- Promotional poster
- Also known as: What Happened to Secretary Kim
- Genre: Romantic comedy
- Based on: Why Secretary Kim by Jung Kyung-yoon [ko]
- Written by: Jaja Amarillo; Jaymar S. Castro; Raymund Barcelon;
- Directed by: Chad V. Vidanes; Paco Sta.

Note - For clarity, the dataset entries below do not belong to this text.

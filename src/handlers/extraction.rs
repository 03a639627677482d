use axum::extract::rejection::JsonRejection;
use axum::extract::State;
use axum::http::StatusCode;
use axum::response::{IntoResponse, Response};
use axum::Json;
use serde_json::Value;
use tracing::{error, info, warn};

use crate::handlers::responses::{ApiError, ExtractionResponse, PARSE_FAILURE_MESSAGE};
use crate::handlers::validation::ValidationError;
use crate::llm::Operation;
use crate::state::AppState;
use crate::style::ExtractionError;
use crate::utils::timing::{complete_request_timer, start_request_timer};

const ROUTE: &str = "/api/style-extraction";

pub async fn style_extraction(
    State(state): State<AppState>,
    body: Result<Json<Value>, JsonRejection>,
) -> Response {
    let mut timer = start_request_timer(ROUTE, None);
    match run_extraction(&state, body).await {
        Ok(response) => {
            let status = if response.partial { "partial" } else { "success" };
            complete_request_timer(&mut timer, status, Some(format!("images={}", response.image_count)));
            (StatusCode::OK, Json(response)).into_response()
        }
        Err(err) => {
            complete_request_timer(
                &mut timer,
                "error",
                Some(format!("{} {}", err.status.as_u16(), err.message)),
            );
            err.into_response()
        }
    }
}

async fn run_extraction(
    state: &AppState,
    body: Result<Json<Value>, JsonRejection>,
) -> Result<ExtractionResponse, ApiError> {
    let Json(body) = body.map_err(|rejection| {
        warn!("Rejected style extraction body: {}", rejection);
        ValidationError::InvalidBody
    })?;

    let api_key = state.validator.api_key(&body)?;
    let image_urls = state.validator.image_urls(&body)?;
    let guidance = state.validator.sanitize_guidance(body.get("userGuidance"));
    let image_count = image_urls.len();
    info!(
        "Style extraction requested for {} image(s), guidance={}",
        image_count,
        guidance.is_some()
    );

    let extractor = state.extractor.clone();
    let task = tokio::spawn(async move {
        extractor
            .extract(&api_key, &image_urls, guidance.as_deref())
            .await
    });
    let outcome = task.await.map_err(|err| {
        error!("Style extraction task failed: {}", err);
        ApiError::internal()
    })?;

    match outcome {
        Ok(extraction) => Ok(ExtractionResponse {
            success: true,
            prompts: extraction.prompts,
            image_count,
            medium: extraction.medium,
            partial: !extraction.complete,
        }),
        Err(ExtractionError::Invocation(err)) => {
            warn!("Style extraction invocation failed: {}", err);
            Err(ApiError::from_invocation(&err, Operation::Extraction))
        }
        Err(err @ (ExtractionError::EmptyResponse | ExtractionError::Unparseable(_))) => {
            warn!("Style extraction produced no usable prompts: {}", err);
            Err(ApiError::new(StatusCode::BAD_GATEWAY, PARSE_FAILURE_MESSAGE))
        }
        Err(ExtractionError::NoImages) => Err(ValidationError::NoImages.into()),
    }
}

Maria;
- Starring: Kim Chiu; Paulo Avelino;
- Ending theme: "Uuwian" by JL of BGYO
- Country of origin: Philippines
- Original language: Filipino
- No. of episodes: 40

Production
- Executive producers: Carlo Katigbak; Cory Vidanes; Laurenti Dyogi; Roldeo Endrinal;
- Producer: Row Tan
- Camera setup: Single-camera
- Running time: 21–36 minutes
- Production company: Dreamscape Entertainment

Original release
- Network: Viu
- Release: March 18 – June 12, 2024

Related
- What's Wrong with Secretary Kim (South Korea)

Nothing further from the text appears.